Но это было первой каплей, по большому счету, — первой дождевой каплей, нарушившей благодать последнего дня сухого сеностоя. Надо сказать, Тиммо изумился. Возможно, его задело то, что в статье не упомянули его самого, как спасителя Родиона. Но чем больше он все это обдумывал, тем сильнее удивлялся другому: русский — за столько лет! — даже не пытался отыскать его, а ведь между Иоенсуу и Суомуссалми не какая-то непреодолимая пропасть, нет, только леса и дороги, разве что русского удерживало что-то еще, какая-то внешняя сила или внутренняя, стыд или то загадочное русское чувство, которое никому не дано постичь?

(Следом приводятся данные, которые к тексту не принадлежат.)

use thiserror::Error;

#[derive(Error, Debug)]
pub enum ScanError {
    #[error("HTTP client error: {0}")]
    HttpError(#[from] reqwest::Error),

    #[error("Other error: {0}")]
    Other(String),
}

pub type Result<T> = std::result::Result<T, ScanError>;
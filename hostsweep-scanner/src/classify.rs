/// Client errors that still prove a web server is answering for the name.
const LIVE_CLIENT_ERRORS: [u16; 28] = [
    400, 401, 403, 404, 405, 406, 407, 408, 409, 410, 411, 412, 413, 414, 415, 416, 417, 418, 421,
    422, 423, 424, 425, 426, 428, 429, 431, 451,
];

/// Decide whether a status code signals a real web service.
///
/// Anything in `200..400` counts, as do the client errors a live server
/// sends when it rejects the request (auth walls, missing paths, rate
/// limits). 5xx and the remaining 4xx codes do not.
pub fn is_live_status(status_code: u16) -> bool {
    (200..400).contains(&status_code) || LIVE_CLIENT_ERRORS.contains(&status_code)
}
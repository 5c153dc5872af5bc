use crate::error::{EnumError, Result};
use dotenvy::dotenv;
use hostsweep_scanner::probe::DEFAULT_USER_AGENT;
use hostsweep_scanner::{DnsBackend, DnsPrefilter, Pins, ProbeSettings};
use std::env;
use std::str::FromStr;
use std::time::Duration;
use tokio::sync::Semaphore;

pub const DEFAULT_BATCH_SIZE: usize = 200;

/// Enumeration settings, loaded from environment variables
#[derive(Debug, Clone)]
pub struct EnumerationConfig {
    pub enabled: bool,
    pub max_concurrent_requests: usize,
    pub request_timeout: Duration,
    pub max_response_size: usize,
    pub verify_ssl: bool,
    pub get_fallback: bool,
    pub user_agent: String,
    pub dns_timeout: Duration,
    pub dns_retries: usize,
    pub dns_backend: DnsBackend,
    pub batch_size: usize,
    /// Fixed host to address answers, used by both DNS and HTTP.
    pub pins: Pins,
}

impl Default for EnumerationConfig {
    fn default() -> Self {
        Self {
            enabled: true,
            max_concurrent_requests: 50,
            request_timeout: Duration::from_secs(5),
            max_response_size: 4096,
            verify_ssl: false,
            get_fallback: true,
            user_agent: DEFAULT_USER_AGENT.to_string(),
            dns_timeout: Duration::from_secs(2),
            dns_retries: 2,
            dns_backend: DnsBackend::Resolver,
            batch_size: DEFAULT_BATCH_SIZE,
            pins: Pins::new(),
        }
    }
}

impl EnumerationConfig {
    /// Load configuration from the process environment, reading `.env` first if present
    pub fn from_env() -> Result<Self> {
        let _ = dotenv();
        Self::from_lookup(|key| env::var(key).ok())
    }

    /// Build a configuration from any key/value source. Missing keys keep
    /// their defaults; malformed values are rejected.
    pub fn from_lookup<F>(lookup: F) -> Result<Self>
    where
        F: Fn(&str) -> Option<String>,
    {
        let defaults = Self::default();
        let get = |key: &str| {
            lookup(key)
                .map(|v| v.trim().to_string())
                .filter(|v| !v.is_empty())
        };

        let dns_backend = match get("DNS_BACKEND") {
            Some(raw) => DnsBackend::from_str(&raw).ok_or_else(|| {
                EnumError::Config(format!(
                    "DNS_BACKEND must be one of resolver, system, static, off (got '{}')",
                    raw
                ))
            })?,
            None => defaults.dns_backend,
        };

        Ok(Self {
            enabled: flag(get("ENABLE_HTTP_ENUM"), defaults.enabled),
            max_concurrent_requests: concurrency(
                get("MAX_CONCURRENT_REQUESTS"),
                defaults.max_concurrent_requests,
            )?,
            request_timeout: seconds(
                "REQUEST_TIMEOUT",
                get("REQUEST_TIMEOUT"),
                defaults.request_timeout,
            )?,
            max_response_size: positive(
                "MAX_RESPONSE_SIZE",
                get("MAX_RESPONSE_SIZE"),
                defaults.max_response_size,
            )?,
            verify_ssl: flag(get("VERIFY_SSL"), defaults.verify_ssl),
            get_fallback: flag(get("ENABLE_GET_FALLBACK"), defaults.get_fallback),
            user_agent: get("USER_AGENT").unwrap_or(defaults.user_agent),
            dns_timeout: seconds("DNS_TIMEOUT", get("DNS_TIMEOUT"), defaults.dns_timeout)?,
            dns_retries: positive("DNS_RETRIES", get("DNS_RETRIES"), defaults.dns_retries)?,
            dns_backend,
            batch_size: positive("BATCH_SIZE", get("BATCH_SIZE"), defaults.batch_size)?,
            pins: defaults.pins,
        })
    }

    pub fn probe_settings(&self) -> ProbeSettings {
        ProbeSettings {
            request_timeout: self.request_timeout,
            max_response_bytes: self.max_response_size,
            verify_ssl: self.verify_ssl,
            get_fallback: self.get_fallback,
            user_agent: self.user_agent.clone(),
            pins: self.pins.clone(),
        }
    }

    pub fn dns_prefilter(&self) -> DnsPrefilter {
        DnsPrefilter::new(
            self.dns_backend,
            self.dns_timeout,
            self.dns_retries,
            self.pins.clone(),
        )
    }
}

// Only the literal "true" enables a flag
fn flag(raw: Option<String>, default: bool) -> bool {
    match raw {
        Some(value) => value.eq_ignore_ascii_case("true"),
        None => default,
    }
}

fn positive<T>(key: &str, raw: Option<String>, default: T) -> Result<T>
where
    T: FromStr + PartialOrd + Default,
{
    let Some(raw) = raw else {
        return Ok(default);
    };
    match raw.parse::<T>() {
        Ok(value) if value > T::default() => Ok(value),
        _ => Err(EnumError::Config(format!(
            "{} must be a positive integer (got '{}')",
            key, raw
        ))),
    }
}

// The run-wide limiter cannot hold more than MAX_PERMITS
fn concurrency(raw: Option<String>, default: usize) -> Result<usize> {
    let value = positive("MAX_CONCURRENT_REQUESTS", raw, default)?;
    if value > Semaphore::MAX_PERMITS {
        return Err(EnumError::Config(format!(
            "MAX_CONCURRENT_REQUESTS must be at most {} (got {})",
            Semaphore::MAX_PERMITS,
            value
        )));
    }
    Ok(value)
}

fn seconds(key: &str, raw: Option<String>, default: Duration) -> Result<Duration> {
    positive(key, raw, default.as_secs()).map(Duration::from_secs)
}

Той осенью, которой предстояло стать не похожей на все уже минувшие послевоенные осени Тиммо, он, по обыкновению, возился с машиной, когда с небес упала вторая капля, вторая статья, построенная на изысканиях норвежского ученого, раскопавшего историю о двух русских евреях, братьях, в кильватере зимней войны перебравшихся в Финнмарк, спустившихся морем, на корабле, южнее, там они оказались в городе Трондхейме, где их приютила семья одного торговца, жившего продажей угля и всякой бакалеи. Но потом война пришла и в Норвегию, все семейство, вместе с братьями-евреями, арестовали немецкие оккупационные власти, потом услали в Польшу, где всех их сожгли.

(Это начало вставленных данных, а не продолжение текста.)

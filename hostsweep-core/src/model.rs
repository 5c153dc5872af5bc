// Run, host and wordlist records shared by storage, the engine and reports

use rusqlite::types::{FromSql, FromSqlError, FromSqlResult, ToSql, ToSqlOutput, ValueRef};
use serde::{Deserialize, Serialize};
use std::fmt;

pub type RunId = i64;

/// Character budget of a run's rolling log.
pub const LOG_LIMIT: usize = 4000;

/// Source tag stored on hosts found by the HTTP enumerator.
pub const HTTP_ENUMERATOR_SOURCE: &str = "http_enumerator";

pub fn current_timestamp() -> i64 {
    chrono::Utc::now().timestamp()
}

#[derive(Debug, Clone, Copy, PartialEq, Eq, Hash, Serialize, Deserialize)]
#[serde(rename_all = "lowercase")]
pub enum RunStatus {
    Pending,
    Running,
    Succeeded,
    Failed,
    Canceled,
}

impl RunStatus {
    pub fn as_str(&self) -> &'static str {
        match self {
            RunStatus::Pending => "pending",
            RunStatus::Running => "running",
            RunStatus::Succeeded => "succeeded",
            RunStatus::Failed => "failed",
            RunStatus::Canceled => "canceled",
        }
    }

    pub fn parse(s: &str) -> Option<Self> {
        match s.to_lowercase().as_str() {
            "pending" => Some(RunStatus::Pending),
            "running" => Some(RunStatus::Running),
            "succeeded" => Some(RunStatus::Succeeded),
            "failed" => Some(RunStatus::Failed),
            "canceled" | "cancelled" => Some(RunStatus::Canceled),
            _ => None,
        }
    }

    pub fn is_terminal(&self) -> bool {
        matches!(
            self,
            RunStatus::Succeeded | RunStatus::Failed | RunStatus::Canceled
        )
    }
}

impl fmt::Display for RunStatus {
    fn fmt(&self, f: &mut fmt::Formatter<'_>) -> fmt::Result {
        f.write_str(self.as_str())
    }
}

impl ToSql for RunStatus {
    fn to_sql(&self) -> rusqlite::Result<ToSqlOutput<'_>> {
        Ok(ToSqlOutput::from(self.as_str()))
    }
}

impl FromSql for RunStatus {
    fn column_result(value: ValueRef<'_>) -> FromSqlResult<Self> {
        let raw = value.as_str()?;
        RunStatus::parse(raw)
            .ok_or_else(|| FromSqlError::Other(format!("unknown run status '{}'", raw).into()))
    }
}

#[derive(Debug, Clone, Serialize, Deserialize)]
pub struct Run {
    pub id: RunId,
    pub domain: String,
    pub status: RunStatus,
    pub log_snippet: String,
    pub error_message: Option<String>,
    pub wordlist_id: Option<i64>,
    pub created_at: i64,
    pub started_at: Option<i64>,
    pub finished_at: Option<i64>,
}

impl Run {
    /// Apply `update` in memory. A run that reached a terminal status keeps it;
    /// log lines and errors are still recorded.
    pub fn apply(&mut self, update: &RunUpdate, now: i64) {
        if let Some(status) = update.status
            && !self.status.is_terminal()
        {
            self.status = status;
            if status == RunStatus::Running && self.started_at.is_none() {
                self.started_at = Some(now);
            }
        }
        if let Some(line) = &update.log_line
            && !line.is_empty()
        {
            self.log_snippet = append_log(&self.log_snippet, line);
        }
        if let Some(error) = &update.error
            && !error.is_empty()
        {
            self.error_message = Some(error.clone());
        }
        if update.finished {
            self.finished_at = Some(now);
        }
    }
}

/// Partial update of a run: optional status, log line and error, plus a
/// flag that stamps `finished_at`.
#[derive(Debug, Clone, Default, PartialEq)]
pub struct RunUpdate {
    pub status: Option<RunStatus>,
    pub log_line: Option<String>,
    pub error: Option<String>,
    pub finished: bool,
}

impl RunUpdate {
    pub fn new() -> Self {
        Self::default()
    }

    pub fn status(mut self, status: RunStatus) -> Self {
        self.status = Some(status);
        self
    }

    pub fn log(mut self, line: impl Into<String>) -> Self {
        self.log_line = Some(line.into());
        self
    }

    pub fn error(mut self, error: impl Into<String>) -> Self {
        self.error = Some(error.into());
        self
    }

    pub fn finished(mut self) -> Self {
        self.finished = true;
        self
    }
}

/// Join `line` onto `buffer` and keep only the newest `LOG_LIMIT` characters.
pub fn append_log(buffer: &str, line: &str) -> String {
    let combined = format!("{}\n{}", buffer, line);
    let combined = combined.trim();

    let count = combined.chars().count();
    if count <= LOG_LIMIT {
        return combined.to_string();
    }

    let start = combined
        .char_indices()
        .nth(count - LOG_LIMIT)
        .map(|(idx, _)| idx)
        .unwrap_or(combined.len());
    combined[start..].to_string()
}

/// A confirmed hit waiting to be persisted. `metadata` is the JSON-encoded
/// probe diagnostics.
#[derive(Debug, Clone, PartialEq)]
pub struct DiscoveredHost {
    pub run_id: RunId,
    pub host: String,
    pub source: String,
    pub metadata: Option<String>,
}

/// A persisted hit.
#[derive(Debug, Clone, Serialize, Deserialize)]
pub struct HostRecord {
    pub id: i64,
    pub run_id: RunId,
    pub host: String,
    pub source: Option<String>,
    pub metadata: Option<String>,
    pub discovered_at: i64,
}

#[derive(Debug, Clone, Copy, PartialEq, Eq, Hash, Serialize, Deserialize)]
#[serde(rename_all = "lowercase")]
pub enum WordlistKind {
    Subdomain,
    Username,
    Password,
}

impl WordlistKind {
    pub fn as_str(&self) -> &'static str {
        match self {
            WordlistKind::Subdomain => "subdomain",
            WordlistKind::Username => "username",
            WordlistKind::Password => "password",
        }
    }

    pub fn parse(s: &str) -> Option<Self> {
        match s.trim().to_lowercase().as_str() {
            "subdomain" => Some(WordlistKind::Subdomain),
            "username" => Some(WordlistKind::Username),
            "password" => Some(WordlistKind::Password),
            _ => None,
        }
    }
}

impl fmt::Display for WordlistKind {
    fn fmt(&self, f: &mut fmt::Formatter<'_>) -> fmt::Result {
        f.write_str(self.as_str())
    }
}

impl ToSql for WordlistKind {
    fn to_sql(&self) -> rusqlite::Result<ToSqlOutput<'_>> {
        Ok(ToSqlOutput::from(self.as_str()))
    }
}

impl FromSql for WordlistKind {
    fn column_result(value: ValueRef<'_>) -> FromSqlResult<Self> {
        let raw = value.as_str()?;
        WordlistKind::parse(raw)
            .ok_or_else(|| FromSqlError::Other(format!("unknown wordlist type '{}'", raw).into()))
    }
}

#[derive(Debug, Clone, Serialize, Deserialize)]
pub struct Wordlist {
    pub id: i64,
    pub name: String,
    pub path: String,
    pub size_bytes: i64,
    pub kind: WordlistKind,
    pub is_default: bool,
    pub created_at: i64,
}
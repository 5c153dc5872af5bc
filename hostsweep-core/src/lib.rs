pub mod config;
pub mod data;
pub mod enumerate;
pub mod error;
pub mod model;
pub mod progress;
pub mod report;
pub mod wordlist;

pub use config::EnumerationConfig;
pub use data::{Database, HostInsert, RunStore};
pub use enumerate::{BatchCallback, BatchReport, Enumerator};
pub use error::{EnumError, Result};
pub use model::{DiscoveredHost, Run, RunId, RunStatus, RunUpdate, Wordlist, WordlistKind};
pub use progress::{Progress, RunRegistry};
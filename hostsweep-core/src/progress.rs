use crate::model::RunId;
use std::collections::HashMap;
use std::sync::{LockResult, Mutex, MutexGuard, OnceLock, PoisonError};

/// Processed/total candidate counts for a run.
#[derive(Debug, Clone, Copy, PartialEq, Eq, Default)]
pub struct Progress {
    pub total: Option<u64>,
    pub processed: u64,
}

impl Progress {
    /// Percentage capped at 100 and rounded to two decimals. `None` while the
    /// total is unknown or zero.
    pub fn percent(&self) -> Option<f64> {
        let total = self.total.filter(|t| *t > 0)?;
        let raw = (self.processed as f64 / total as f64 * 100.0).min(100.0);
        Some((raw * 100.0).round() / 100.0)
    }
}

/// In-memory progress and stop flags keyed by run id. Nothing here is
/// persisted; a restart forgets every entry.
#[derive(Debug, Default)]
pub struct RunRegistry {
    progress: Mutex<HashMap<RunId, Progress>>,
    stops: Mutex<HashMap<RunId, bool>>,
}

static GLOBAL: OnceLock<RunRegistry> = OnceLock::new();

// Entries are plain values, a poisoned map is still consistent
fn relock<'a, T>(guard: LockResult<MutexGuard<'a, T>>) -> MutexGuard<'a, T> {
    guard.unwrap_or_else(PoisonError::into_inner)
}

impl RunRegistry {
    pub fn new() -> Self {
        Self::default()
    }

    /// Process-wide registry shared by the engine and whoever queries or stops runs.
    pub fn global() -> &'static RunRegistry {
        GLOBAL.get_or_init(RunRegistry::new)
    }

    pub fn set_progress(&self, run_id: RunId, total: Option<u64>, processed: u64) {
        relock(self.progress.lock()).insert(run_id, Progress { total, processed });
    }

    pub fn increment_progress(&self, run_id: RunId, delta: u64, total: Option<u64>) {
        let mut map = relock(self.progress.lock());
        let entry = map.entry(run_id).or_insert(Progress {
            total,
            processed: 0,
        });
        if total.is_some() {
            entry.total = total;
        }
        entry.processed += delta;
    }

    pub fn clear_progress(&self, run_id: RunId) {
        relock(self.progress.lock()).remove(&run_id);
    }

    pub fn progress(&self, run_id: RunId) -> Progress {
        relock(self.progress.lock())
            .get(&run_id)
            .copied()
            .unwrap_or_default()
    }

    pub fn request_stop(&self, run_id: RunId) {
        relock(self.stops.lock()).insert(run_id, true);
    }

    pub fn clear_stop(&self, run_id: RunId) {
        relock(self.stops.lock()).remove(&run_id);
    }

    pub fn is_stopped(&self, run_id: RunId) -> bool {
        relock(self.stops.lock())
            .get(&run_id)
            .copied()
            .unwrap_or(false)
    }
}

#[cfg(test)]
mod tests {
    use super::*;

    #[test]
    fn test_progress_defaults_when_absent() {
        let registry = RunRegistry::new();
        assert_eq!(registry.progress(7), Progress::default());
        assert_eq!(registry.progress(7).percent(), None);
        assert!(!registry.is_stopped(7));
    }

    #[test]
    fn test_increment_and_clear() {
        let registry = RunRegistry::new();
        registry.set_progress(1, Some(3), 0);
        registry.increment_progress(1, 2, None);
        assert_eq!(
            registry.progress(1),
            Progress {
                total: Some(3),
                processed: 2
            }
        );

        registry.increment_progress(1, 1, Some(4));
        assert_eq!(registry.progress(1).total, Some(4));
        assert_eq!(registry.progress(1).processed, 3);

        registry.clear_progress(1);
        assert_eq!(registry.progress(1), Progress::default());
    }

    #[test]
    fn test_increment_without_entry_starts_from_zero() {
        let registry = RunRegistry::new();
        registry.increment_progress(2, 5, None);
        assert_eq!(
            registry.progress(2),
            Progress {
                total: None,
                processed: 5
            }
        );
    }

    #[test]
    fn test_percent_rounding_and_cap() {
        let third = Progress {
            total: Some(3),
            processed: 1,
        };
        assert_eq!(third.percent(), Some(33.33));

        let over = Progress {
            total: Some(2),
            processed: 5,
        };
        assert_eq!(over.percent(), Some(100.0));

        let empty = Progress {
            total: Some(0),
            processed: 0,
        };
        assert_eq!(empty.percent(), None);
    }

    #[test]
    fn test_stop_flags_are_per_run() {
        let registry = RunRegistry::new();
        registry.request_stop(1);
        assert!(registry.is_stopped(1));
        assert!(!registry.is_stopped(2));

        registry.clear_stop(1);
        assert!(!registry.is_stopped(1));
    }
}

Небеса разверзлись, как говорится.

Прошло больше двадцати лет с тех пор, как у Тиммо на глазах Надар и Лев, хромая, ушли по жесткому насту на север, два кривобоких силуэта, той светлой весенней ночью братья начали свой немыслимо дерзкий прорыв к новой жизни. Теперь и Тиммо, подобно всем остальным жителям Суомуссалми, стал изучать все, что написали за эти годы об их городе, а это были огромные кипы книг и газет… Суомуссалми оказался для финнов тем же, чем Сталинград для русских, и уже через пару недель после статьи норвежского изыскателя Тиммо наткнулся на репортаж об Антонове и Михаиле. Русский перебежчик заявил (писала столичная газета) представителям западных посольств в Хельсингфорсе, что сотни беженцев, устремившихся после поражения на север, к дому, после пересечения границы были тут же арестованы и расстреляны — как дезертиры. Этот перебежчик назвал примерно тридцать имен, в том числе Антонова — но не Михаила! А когда его спросили, откуда ему это известно, с неохотой признался, что был офицером Красной армии, из чего можно было сделать вывод о его причастности к расстрелам, однако же его можно было считать заслуживающим доверия свидетелем, тем более учитывая приведенные им подробности о судьбе Олега Илюшина, командовавшего всем в Суомуссалми. Тому вместе с тремя офицерами тоже посчастливилось вернуться на родину, но для того лишь, чтобы трибунал немедленно приговорил счастливчика к смерти: «за то, что сдал врагу тридцать пять полевых кухонь».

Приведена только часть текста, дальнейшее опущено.